Rum Night for freshmen sailors and invited guests took a turn for the clear best when Knowles and I returned from Shore's with a handle in possesion and the experience to do it again. Our approach was amateur, and in hindsight, unconditionally hilarious. We were too busy pretending to be 21 (or 25 as Jeff's ID said he was) to hear the cashier ask for our proof of age.

Knowles fumbled the ID then begged pardon and placed it firmly on the counter. It was CLEARLY not him. She rang us up and wished us a good night anyway.

Further down the tracks it was possible to see the hilarity of our misadventure. We cruised back to Keeney and Jeff took a shower. I went to Thayer for cups and Dr. Pepper. Rum night was on as of 9:3o- there was raw ridiculousness by 10:15.

At some point during the evening, I formed the fullness of my alcoholic vision. I had been wasting away in the desert of the real looking for a way through the thin veil into another world.

For the longest time, the content of this higher reality alluded me. I knew that I wanted out of conventional reality and into a higher state, but what exactly was I seeking. What was beyond the veil? What was I trying to get through to?

Two summers of research on the matter left me with a penchant for rum and unapolegetic high tolerance. I was working harder but coming no closer. Midnights on rooftops, street corners or at pool parties were of no consequence. The veil was the sheet I could never touch, and its hidden world was opaqued with the curtain of inescapable reality.

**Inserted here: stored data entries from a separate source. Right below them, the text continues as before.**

//! Adapter utilities for the `tile-slider` crate.
//!
//! The `tile-slider` crate is UI-agnostic and focuses on the core math and state. This crate
//! provides small, framework-neutral helpers commonly needed by adapters:
//!
//! - A render-callback contract (tiles, controls, pagination, aria labels)
//! - Deferred slide commands for callbacks that only see the slider immutably
//! - Scoped event subscriptions released on every exit path
//! - A per-instance media context for breakpoints and reduced motion
//!
//! This crate is intentionally framework-agnostic (no DOM/egui bindings).
#![forbid(unsafe_code)]

#[macro_use]
mod macros;

mod commands;
mod controller;
mod render;
mod responsive;
mod subscription;


pub use commands::{SlideCommand, SlideHandle};
pub use controller::Controller;
pub use render::{
    ControlProps, PaginationProps, RenderedTile, SliderRenderer, SliderView, TileProps, render,
};
pub use responsive::{Breakpoint, MediaContext, Responsive};
pub use subscription::{EventKind, EventSource, Subscription, SubscriptionSet};
#[cfg(feature = "tracing")]
macro_rules! atrace {
    ($($tt:tt)*) => {
        tracing::trace!(target: "tile_slider_adapter", $($tt)*)
    };
}

#[cfg(not(feature = "tracing"))]
macro_rules! atrace {
    ($($tt:tt)*) => {};
}

#[cfg(feature = "tracing")]
macro_rules! adebug {
    ($($tt:tt)*) => {
        tracing::debug!(target: "tile_slider_adapter", $($tt)*)
    };
}

#[cfg(not(feature = "tracing"))]
macro_rules! adebug {
    ($($tt:tt)*) => {};
}
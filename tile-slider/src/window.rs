use crate::circular::circular_index;
use crate::{CycleMode, Slot};

/// Inputs of the windowing calculation.
#[derive(Clone, Copy, Debug, PartialEq)]
pub struct WindowParams {
    /// Collection length.
    pub count: usize,
    /// Whole tiles per view, used for index math and the single-page check.
    pub tiles: usize,
    /// Slots occupied by the viewport (`ceil(tiles_to_show)`, at least `tiles`).
    pub viewport_slots: usize,
    pub overscan: usize,
    pub cycle_mode: CycleMode,
    pub index: i64,
    pub from_index: i64,
    pub to_index: i64,
    pub sliding: bool,
}

/// The contiguous range of logical slots to materialize.
#[derive(Clone, Copy, Debug, Default, PartialEq, Eq)]
#[cfg_attr(feature = "serde", derive(serde::Serialize, serde::Deserialize))]
pub struct TileWindow {
    /// First materialized logical slot.
    pub start: i64,
    /// Number of materialized slots.
    pub len: usize,
    pub left_overscan: usize,
    pub right_overscan: usize,
    /// First visible slot.
    pub visible_start: i64,
    /// One past the last visible slot.
    pub visible_end: i64,
    pub count: usize,
}

impl TileWindow {
    pub fn is_empty(&self) -> bool {
        self.len == 0
    }

    /// One past the last materialized slot.
    pub fn end(&self) -> i64 {
        self.start.saturating_add_unsigned(self.len as u64)
    }

    pub fn is_visible(&self, slot: i64) -> bool {
        slot >= self.visible_start && slot < self.visible_end
    }

    pub fn visible_len(&self) -> usize {
        let start = self.visible_start.max(self.start);
        let end = self.visible_end.min(self.end());
        usize::try_from(end.saturating_sub(start)).unwrap_or(0)
    }

    pub fn slot(&self, index: i64) -> Option<Slot> {
        if index < self.start || index >= self.end() {
            return None;
        }
        let item_index = circular_index(index, self.count)?;
        Some(Slot {
            index,
            item_index,
            key: index,
            is_visible: self.is_visible(index),
        })
    }

    /// Iterates over the materialized slots in ascending order without allocating.
    pub fn for_each_slot(&self, mut f: impl FnMut(Slot)) {
        for index in self.start..self.end() {
            if let Some(slot) = self.slot(index) {
                f(slot);
            }
        }
    }
}

/// Computes which logical slots must be materialized and which of them are visible.
///
/// Single-page collections (`count <= tiles`) materialize every item once, all visible.
/// Otherwise the viewport is surrounded by `overscan` slots on each side; in `Stop` mode the
/// overscan is clamped so it never reaches slots that can't be scrolled into view.
pub fn compute_window(p: &WindowParams) -> TileWindow {
    if p.count == 0 || p.tiles == 0 {
        return TileWindow::default();
    }

    if p.count <= p.tiles {
        return TileWindow {
            start: 0,
            len: p.count,
            left_overscan: 0,
            right_overscan: 0,
            visible_start: 0,
            visible_end: p.count as i64,
            count: p.count,
        };
    }

    let count = p.count as i64;
    let viewport = p.viewport_slots.max(p.tiles);
    let (left_overscan, right_overscan) = match p.cycle_mode {
        CycleMode::Stop => {
            let before = p.index.unsigned_abs();
            let after = count
                .saturating_sub(p.index)
                .saturating_sub(viewport as i64)
                .unsigned_abs();
            (
                p.overscan.min(usize::try_from(before).unwrap_or(usize::MAX)),
                p.overscan.min(usize::try_from(after).unwrap_or(usize::MAX)),
            )
        }
        CycleMode::Restart | CycleMode::Endless => (p.overscan, p.overscan),
    };

    let (visible_start, visible_last) = if p.sliding {
        (
            p.index.min(p.from_index).min(p.to_index),
            p.index.max(p.from_index).max(p.to_index),
        )
    } else {
        (p.index, p.index)
    };

    TileWindow {
        start: p.index.saturating_sub_unsigned(left_overscan as u64),
        len: viewport + left_overscan + right_overscan,
        left_overscan,
        right_overscan,
        visible_start,
        visible_end: visible_last.saturating_add_unsigned(viewport as u64),
        count: p.count,
    }
}
/// Deterministic time → position curves used by snap and glide animations.
///
/// Every curve satisfies `ease(0, start, delta, d) == start` and
/// `ease(d, start, delta, d) == start + delta`.
#[derive(Clone, Copy, Debug, Default, PartialEq, Eq)]
#[cfg_attr(feature = "serde", derive(serde::Serialize, serde::Deserialize))]
pub enum Easing {
    Linear,
    /// Decelerating curve for deliberate snaps.
    #[default]
    EaseOutCubic,
    /// Stronger deceleration, used to settle momentum.
    EaseOutQuartic,
    /// Symmetric acceleration and deceleration.
    EaseInOut,
}

impl Easing {
    /// Samples the normalized curve at `t` in `[0, 1]`.
    pub fn sample(self, t: f64) -> f64 {
        let t = t.clamp(0.0, 1.0);
        match self {
            Self::Linear => t,
            Self::EaseOutCubic => {
                let u = t - 1.0;
                u * u * u + 1.0
            }
            Self::EaseOutQuartic => {
                let u = t - 1.0;
                1.0 - u * u * u * u
            }
            Self::EaseInOut => {
                if t < 0.5 {
                    2.0 * t * t
                } else {
                    let u = 2.0 * t - 1.0;
                    -0.5 * (u * (u - 2.0) - 1.0)
                }
            }
        }
    }

    /// Position after `elapsed` out of `duration`, moving from `start` by `delta`.
    ///
    /// `elapsed` is clamped to `[0, duration]`; a non-positive `duration` returns the end value.
    pub fn ease(self, elapsed: f64, start: f64, delta: f64, duration: f64) -> f64 {
        if duration <= 0.0 || !duration.is_finite() {
            return start + delta;
        }
        if elapsed >= duration {
            return start + delta;
        }
        start + delta * self.sample(elapsed / duration)
    }

    /// Initial slope of the curve in position units per time unit.
    ///
    /// Used to hand a coasting motion over to a snap without a visible speed jump.
    pub(crate) fn initial_slope(self, delta: f64, duration: f64) -> f64 {
        if duration <= 0.0 {
            return 0.0;
        }
        let k = match self {
            Self::Linear => 1.0,
            Self::EaseOutCubic => 3.0,
            Self::EaseOutQuartic => 4.0,
            Self::EaseInOut => 0.0,
        };
        k * delta / duration
    }
}

/// Cubic ease-out with the classic `(elapsed, start, delta, duration)` signature.
pub fn ease_out_cubic(elapsed: f64, start: f64, delta: f64, duration: f64) -> f64 {
    Easing::EaseOutCubic.ease(elapsed, start, delta, duration)
}

/// Quartic ease-out with the classic `(elapsed, start, delta, duration)` signature.
pub fn ease_out_quartic(elapsed: f64, start: f64, delta: f64, duration: f64) -> f64 {
    Easing::EaseOutQuartic.ease(elapsed, start, delta, duration)
}

/// Ease-in-out with the classic `(elapsed, start, delta, duration)` signature.
pub fn ease_in_out(elapsed: f64, start: f64, delta: f64, duration: f64) -> f64 {
    Easing::EaseInOut.ease(elapsed, start, delta, duration)
}
#[test]
fn gentle_swipe_moves_one_tile_after_a_long_drag() {
    let mut s = slider(20, 4.0, CycleMode::Endless);
    s.touch_start(Position::new(500.0, 0.0), 0);
    s.touch_move(Position::new(250.0, 0.0), 400);
    assert_eq!(s.position(), -250.0);

    // 250px in 400ms is 10 px/frame.
    s.touch_end(Position::new(250.0, 0.0), 400);
    settle(&mut s, 416);
    assert_eq!(s.index(), 1);
    assert_eq!(s.position(), -100.0);
}

#[test]
fn snapping_back_does_not_enable_the_left_control() {
    let mut s = slider(20, 4.0, CycleMode::Endless);
    assert!(s.controls().left.disabled);

    // Tap.
    s.touch_start(Position::new(200.0, 0.0), 0);
    s.touch_end(Position::new(200.0, 0.0), 16);
    settle(&mut s, 32);
    assert!(!s.state().has_slide_before);

    // Vertical scroll.
    s.touch_start(Position::new(200.0, 0.0), 100);
    s.touch_move(Position::new(202.0, 80.0), 116);
    s.touch_end(Position::new(202.0, 80.0), 132);
    settle(&mut s, 148);
    assert!(!s.state().has_slide_before);

    // Horizontal drag released back where it started.
    s.touch_start(Position::new(200.0, 0.0), 1000);
    s.touch_move(Position::new(230.0, 0.0), 1016);
    s.touch_move(Position::new(200.0, 0.0), 2000);
    s.touch_end(Position::new(200.0, 0.0), 2000);
    settle(&mut s, 2016);
    assert_eq!(s.index(), 0);
    assert!(!s.state().has_slide_before);
    assert!(s.controls().left.disabled);

    assert!(s.slide(Direction::Right));
    settle(&mut s, 3000);
    assert!(s.state().has_slide_before);
    assert!(!s.controls().left.disabled);
}

proptest! {
    #[test]
    fn circular_index_is_always_in_range(i in any::<i64>(), len in 1usize..100_000) {
        let wrapped = circular_index(i, len);
        prop_assert!(matches!(wrapped, Some(x) if x < len));
    }

    #[test]
    fn closest_index_is_equivalent_and_near(
        current in -1_000_000i64..1_000_000,
        target in -1_000_000i64..1_000_000,
        len in 1usize..1000,
    ) {
        let resolved = closest_index(current, target, len);
        prop_assert_eq!(circular_index(resolved, len), circular_index(target, len));
        prop_assert!((resolved - current).unsigned_abs() as usize <= len / 2);
    }

    #[test]
    fn closest_index_never_overflows(
        current in -(1i64 << 60)..(1i64 << 60),
        target in any::<i64>(),
        len in 1usize..100_000,
    ) {
        let resolved = closest_index(current, target, len);
        prop_assert_eq!(circular_index(resolved, len), circular_index(target, len));
        prop_assert!(resolved.abs_diff(current) as usize <= len / 2);
    }

    #[test]
    fn two_sample_velocity_is_bounded(
        x0 in -1.0e6f64..1.0e6,
        x1 in -1.0e6f64..1.0e6,
        dt in 1u64..400,
    ) {
        let cfg = GestureConfig::default();
        let mut h = MoveHistory::new();
        h.register_move(Position::new(x0, 0.0), 1000, &cfg);
        prop_assert_eq!(h.velocity(&cfg), 0.0);
        h.register_move(Position::new(x1, 0.0), 1000 + dt, &cfg);
        prop_assert!(h.velocity(&cfg).abs() <= cfg.velocity_clamp);
    }

    #[test]
    fn window_len_is_bounded(
        count in 1usize..5000,
        tiles in 1usize..12,
        overscan in 0usize..12,
        raw_index in -10_000i64..10_000,
        cycle_mode in mode(),
    ) {
        prop_assume!(count > tiles);
        let index = if cycle_mode == CycleMode::Stop {
            raw_index.rem_euclid((count - tiles) as i64 + 1)
        } else {
            raw_index
        };
        let w = compute_window(&WindowParams {
            count,
            tiles,
            viewport_slots: tiles,
            overscan,
            cycle_mode,
            index,
            from_index: index,
            to_index: index,
            sliding: false,
        });
        prop_assert!(w.len >= tiles);
        prop_assert!(w.len <= tiles + 2 * overscan);
        prop_assert_eq!(w.visible_len(), tiles);
        if cycle_mode == CycleMode::Stop {
            prop_assert!(w.start >= 0);
            prop_assert!(w.end() <= count as i64);
        }
    }

    #[test]
    fn stop_mode_rests_within_reachable_range(
        count in 2usize..200,
        tiles in 1usize..8,
        ops in prop::collection::vec((0u8..3, -1000i64..1000), 0..40),
    ) {
        prop_assume!(count > tiles);
        let mut s = mounted(options(count, tiles as f64, CycleMode::Stop).with_animated(false));
        let max = (count - tiles) as i64;
        for (op, arg) in ops {
            match op {
                0 => { s.slide(Direction::Left); }
                1 => { s.slide(Direction::Right); }
                _ => s.slide_to_index(arg, arg % 2 == 0),
            }
            prop_assert!(!s.is_sliding());
            prop_assert!((0..=max).contains(&s.index()), "index {}", s.index());
            prop_assert!(s.page() < s.pages());
        }
    }

    #[test]
    fn restart_mode_never_drifts(
        count in 2usize..200,
        tiles in 1usize..8,
        step in 1usize..8,
        ops in prop::collection::vec(any::<bool>(), 0..60),
    ) {
        prop_assume!(count > tiles && step <= tiles);
        let mut s = mounted(
            options(count, tiles as f64, CycleMode::Restart)
                .with_animated(false)
                .with_page_step(PageStep::Count(step)),
        );
        let max = (count - step) as i64;
        for right in ops {
            s.slide(if right { Direction::Right } else { Direction::Left });
            prop_assert!((0..=max).contains(&s.index()), "index {}", s.index());
        }
    }

    #[test]
    fn endless_slides_accumulate_whole_steps(
        count in 2usize..200,
        tiles in 1usize..8,
        k in 0usize..30,
    ) {
        prop_assume!(count > tiles);
        let mut s = mounted(options(count, tiles as f64, CycleMode::Endless).with_animated(false));
        for _ in 0..k {
            prop_assert!(s.slide(Direction::Right));
        }
        prop_assert_eq!(s.index(), (k * tiles) as i64);
        prop_assert_eq!(s.item_index(), (k * tiles) % count);
    }
}
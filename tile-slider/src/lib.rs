//! A headless, virtualized tile slider (carousel) engine.
//!
//! For adapter-level utilities (render contracts, event subscriptions, responsive sizing), see the
//! `tile-slider-adapter` crate.
//!
//! This crate focuses on the core algorithms needed to page through very large collections at
//! interactive frame rates: circular index math, windowing (only the viewport plus overscan is
//! materialized), gesture velocity tracking, and snap/glide motion.
//!
//! It is UI-agnostic. A TUI/GUI layer is expected to provide:
//! - viewport width
//! - touch samples (`touch_start` / `touch_move` / `touch_end`)
//! - frame ticks (`now_ms`)
#![forbid(unsafe_code)]

#[macro_use]
mod macros;

mod circular;
mod easing;
mod error;
mod gesture;
mod motion;
mod options;
mod slider;
mod state;
mod types;
mod window;

#[cfg(test)]
mod tests;

pub use circular::{circular_index, closest_index};
pub use easing::{Easing, ease_in_out, ease_out_cubic, ease_out_quartic};
pub use error::ConfigError;
pub use gesture::{Move, MoveHistory};
pub use options::{
    GestureConfig, MotionConfig, OnChangeCallback, SlideCallback, SliderOptions, SwipeCallback,
};
pub use slider::Slider;
pub use state::SlideState;
pub use types::{
    ControlState, Controls, CycleMode, Direction, DragAxis, FrameHandle, PageStep, Position,
    SlideInfo, Slot, SlotKey, TileMetrics,
};
pub use window::{TileWindow, WindowParams, compute_window};
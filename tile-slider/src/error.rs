/// A slider configuration that can't be rendered.
#[derive(Clone, Copy, Debug, PartialEq, thiserror::Error)]
pub enum ConfigError {
    #[error("the item collection is empty")]
    EmptyCollection,
    #[error("tiles_to_show must be a finite number >= 1, got {0}")]
    InvalidTilesToShow(f64),
    #[error("page_step must move at least one tile")]
    ZeroPageStep,
}
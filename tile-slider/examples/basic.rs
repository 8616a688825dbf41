// Example: minimal usage, windowing and a programmatic slide.
use tile_slider::{CycleMode, Direction, Slider, SliderOptions};

fn main() {
    let mut s = Slider::new(
        SliderOptions::new(5_000)
            .with_tiles_to_show(6.0)
            .with_cycle_mode(CycleMode::Endless)
            .with_overscan(Some(6)),
    );
    s.set_viewport_width(1200.0);

    let mut slots = Vec::new();
    s.collect_slots(&mut slots);
    println!("tile_metrics={:?}", s.tile_metrics());
    println!("window={:?}", s.window());
    println!(
        "materialized={} visible={} first={:?}",
        slots.len(),
        slots.iter().filter(|slot| slot.is_visible).count(),
        slots.first()
    );

    // Slide one page left from 0: the endless slider wraps to the end of the collection.
    s.slide(Direction::Left);
    let mut now_ms = 0u64;
    while let Some(position) = s.tick(now_ms) {
        if now_ms.is_multiple_of(160) {
            println!("t={now_ms} position={position:.1} index={}", s.index());
        }
        now_ms += 16;
    }
    println!("settled: {:?} info={:?}", s.state(), s.slide_info());

    s.slide_to_index(42, true);
    while s.tick(now_ms).is_some() {
        now_ms += 16;
    }
    println!("slide_to_index(42, closest): index={} item={}", s.index(), s.item_index());
}
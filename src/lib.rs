// SPDX-FileCopyrightText: 2026 Bruno Meilick
// SPDX-License-Identifier: LicenseRef-Anchorroute-FreeUse-NoCopy-NoDerivatives
//
// All rights reserved.
//
// This file is part of Anchorroute and is proprietary software.
// Unauthorized copying, modification, or distribution is prohibited.

//! Anchorroute: orthogonal trace routing between component connection points.
//!
//! A route leaves its start endpoint along the endpoint's normal, visits the waypoints in
//! order, and enters the end endpoint against its normal. Each hop is first attempted as a
//! straight, elbow or dogleg path and falls back to an A* grid search around the axis-aligned
//! obstacle rectangles.
//!
//! ```
//! use anchorroute::{compose, Endpoint, Obstacles, Point, Rect, RouterConfig, Vector};
//!
//! let obstacles = Obstacles::new(vec![Rect::new(2.0, -1.0, 4.0, 1.0)]);
//! let start = Endpoint::new(Point::new(0.0, 0.0), Vector::RIGHT);
//! let end = Endpoint::new(Point::new(6.0, 0.0), Vector::LEFT);
//! let config = RouterConfig::default()
//!     .with_step_size(0.5)
//!     .with_leads(0.5, 0.5)
//!     .with_trace_width(0.0);
//!
//! let route = compose(&obstacles, &start, &[], &end, &config)?;
//! assert_eq!(route.last(), Some(Point::new(6.0, 0.0)));
//! # Ok::<(), anchorroute::RouteError>(())
//! ```

pub mod config;
pub mod error;
pub mod geometry;
pub mod obstacles;
pub mod request;
pub mod route;
pub mod router;

pub use config::RouterConfig;
pub use error::{ConfigError, RouteError, SearchError};
pub use geometry::{segments_intersect, Point, Rect, Segment, Vector};
pub use obstacles::{ObstacleIndex, Obstacles};
pub use request::{RequestDocument, RequestError, RouteRequest, RouteResponse};
pub use route::Route;
pub use router::{compose, Endpoint, Router};
// SPDX-FileCopyrightText: 2026 Bruno Meilick
// SPDX-License-Identifier: LicenseRef-Anchorroute-FreeUse-NoCopy-NoDerivatives
//
// All rights reserved.
//
// This file is part of Anchorroute and is proprietary software.
// Unauthorized copying, modification, or distribution is prohibited.

use std::str::FromStr;
use std::time::Duration;

use criterion::Criterion;

use pprof::criterion::{Output, PProfProfiler};

fn env_or<T: FromStr>(name: &str, default: T) -> T {
    std::env::var(name).ok().and_then(|raw| raw.trim().parse::<T>().ok()).unwrap_or(default)
}

/// Criterion config with a flamegraph profiler attached (`--profile-time <secs>`).
///
/// `ROUTE_PROFILE_FREQ`, `ROUTE_BENCH_SAMPLE_SIZE`, `ROUTE_BENCH_WARMUP_SECS` and
/// `ROUTE_BENCH_MEASUREMENT_SECS` tune the run without recompiling.
pub fn criterion() -> Criterion {
    let frequency = env_or("ROUTE_PROFILE_FREQ", 250i32).clamp(1, 1000);
    let sample_size = env_or("ROUTE_BENCH_SAMPLE_SIZE", 40usize).clamp(10, 200);
    let warmup = env_or("ROUTE_BENCH_WARMUP_SECS", 2u64).clamp(1, 60);
    let measurement = env_or("ROUTE_BENCH_MEASUREMENT_SECS", 5u64).clamp(1, 120);

    Criterion::default()
        .sample_size(sample_size)
        .warm_up_time(Duration::from_secs(warmup))
        .measurement_time(Duration::from_secs(measurement))
        .with_profiler(PProfProfiler::new(frequency, Output::Flamegraph(None)))
}
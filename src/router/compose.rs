// SPDX-FileCopyrightText: 2026 Bruno Meilick
// SPDX-License-Identifier: LicenseRef-Anchorroute-FreeUse-NoCopy-NoDerivatives
//
// All rights reserved.
//
// This file is part of Anchorroute and is proprietary software.
// Unauthorized copying, modification, or distribution is prohibited.

//! Chains lead-in, waypoint hops and lead-out into one route.

use schemars::JsonSchema;
use serde::{Deserialize, Serialize};
use tracing::debug;

use super::{direct, grid};
use crate::config::RouterConfig;
use crate::error::{ConfigError, EndpointRole, Result, RouteError};
use crate::geometry::{Point, Vector};
use crate::obstacles::ObstacleIndex;
use crate::route::Route;

/// A connection point on a component, with the outward normal the trace leaves along.
#[derive(Debug, Clone, Copy, PartialEq, Serialize, Deserialize, JsonSchema)]
pub struct Endpoint {
    pub position: Point,
    /// Outward direction; any non-zero length is accepted and normalized when routing.
    pub normal: Vector,
}

impl Endpoint {
    pub fn new(position: Point, normal: Vector) -> Self {
        Self { position, normal }
    }

    /// Checks the coordinates and returns the unit normal.
    pub fn unit_normal(&self, role: EndpointRole) -> Result<Vector> {
        if !self.position.is_finite() {
            return Err(RouteError::InvalidEndpoint { role, reason: "non-finite position" });
        }
        if !self.normal.is_finite() {
            return Err(RouteError::InvalidEndpoint { role, reason: "non-finite normal" });
        }
        self.normal
            .normalized()
            .ok_or(RouteError::InvalidEndpoint { role, reason: "zero normal" })
    }

    /// `position + unit_normal * offset`.
    pub fn lead_point(&self, unit_normal: Vector, offset: f64) -> Point {
        self.position + unit_normal * offset
    }
}

/// Routes from `start` through every waypoint, in order, to `end`.
///
/// The route opens with the lead-in stub along the start normal and closes with the
/// lead-out stub back into `end`. The stubs themselves are not clearance checked since
/// they start on the host component's own outline. Every hop in between first tries
/// [`direct::try_direct`] and falls back to [`grid::search`]. The first hop is steered by
/// the start normal, every later one by its displacement toward the target.
pub fn compose<I>(
    obstacles: &I,
    start: &Endpoint,
    waypoints: &[Point],
    end: &Endpoint,
    config: &RouterConfig,
) -> Result<Route>
where
    I: ObstacleIndex + ?Sized,
{
    config.validate()?;
    let start_normal = start.unit_normal(EndpointRole::Start)?;
    let end_normal = end.unit_normal(EndpointRole::End)?;
    if let Some(index) = waypoints.iter().position(|waypoint| !waypoint.is_finite()) {
        return Err(RouteError::InvalidWaypoint { index });
    }

    let lead_in = start.lead_point(start_normal, config.lead_in_offset());
    let lead_out = end.lead_point(end_normal, config.lead_out_offset());

    let mut route = Route::from_points([start.position, lead_in]);
    let targets = waypoints.iter().copied().chain(std::iter::once(lead_out));
    for (hop, target) in targets.enumerate() {
        let Some(from) = route.last() else {
            break;
        };
        if from == target {
            continue;
        }

        // The first hop leaves along the lead-in; later hops head for their target.
        let direction = if hop == 0 { start_normal } else { target - from };
        let leg = match direct::try_direct(obstacles, direction, from, target) {
            Some(leg) => {
                debug!(hop, %from, %target, vertices = leg.len(), "hop routed directly");
                leg
            }
            None => grid::search(
                obstacles,
                direction,
                from,
                target,
                config.step_size,
                config.max_expansions,
            )
            .map_err(|source| RouteError::Hop { hop, from, to: target, source })?,
        };
        route.append_hop(&leg);
    }

    route.push(end.position);
    debug!(
        waypoints = waypoints.len(),
        vertices = route.len(),
        length = route.length(),
        "route composed"
    );
    Ok(route)
}

/// An obstacle snapshot paired with a validated configuration.
#[derive(Debug, Clone)]
pub struct Router<I> {
    obstacles: I,
    config: RouterConfig,
}

impl<I: ObstacleIndex> Router<I> {
    pub fn new(obstacles: I, config: RouterConfig) -> std::result::Result<Self, ConfigError> {
        config.validate()?;
        Ok(Self { obstacles, config })
    }

    pub fn obstacles(&self) -> &I {
        &self.obstacles
    }

    pub fn config(&self) -> &RouterConfig {
        &self.config
    }

    pub fn route(&self, start: &Endpoint, waypoints: &[Point], end: &Endpoint) -> Result<Route> {
        compose(&self.obstacles, start, waypoints, end, &self.config)
    }
}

Recently, while reading Hawthorne at the Rock on a weekday, the truth came blazingly clear to my mind. The veil separated my dreams from my reality. My hope in drinking was constantly that the rational framework of conventional reality would turn into the inexact science of imagination that manifested in dreams. I wanted the girls of my dreams, the future of my dreams and the feeling of my dreams. I wanted to realize the potential of my dreams, and for whatever reason, alcohol or drugs seemed the best possible means of breaking that barrier.

Gradually, I began to see the flaws of my pragmatic paradigm. I was drinking heavily but not breaking through. I was getting high but not cutting through the veil. Reality, indefinitely, seemed to chain my ambitions and desires to a etheral construct. A rational framework threatened to subordinate hope to its cruel logic.

Reality, at least in connotation, is always harsh and difficult. There is nothing pleasing about reality. It is always abrasive. It is never perfected.

Dreams are why we sleep at night. Exhaustion is a subconcious reminder that terrible and inspiring visions lay just outside of reality when you close your eyes and let the engine of your imagination take over. But they too are imperfect- manipulating dreams violates their piercing vision. Ignoring dreams is ignoring the prophecies of your soul.

Tonight, I recognized in fullness what and where the ideal man must live. At the cross roads of dreams and reality, the modern imaginative man can live happily and in great contentment. But blending the two realms is impossible. They are exclusive and incapable of balance. They are seperate and not given to sharing.

Instead, one must live in the very curtain I was once trying to cut down. The enemy of my past is now the hero of my present. At the intersection of dreams and reality one can fully indulge the senses and the emotions simultaneously.

In the veil, live is worth the living we've always hoped for.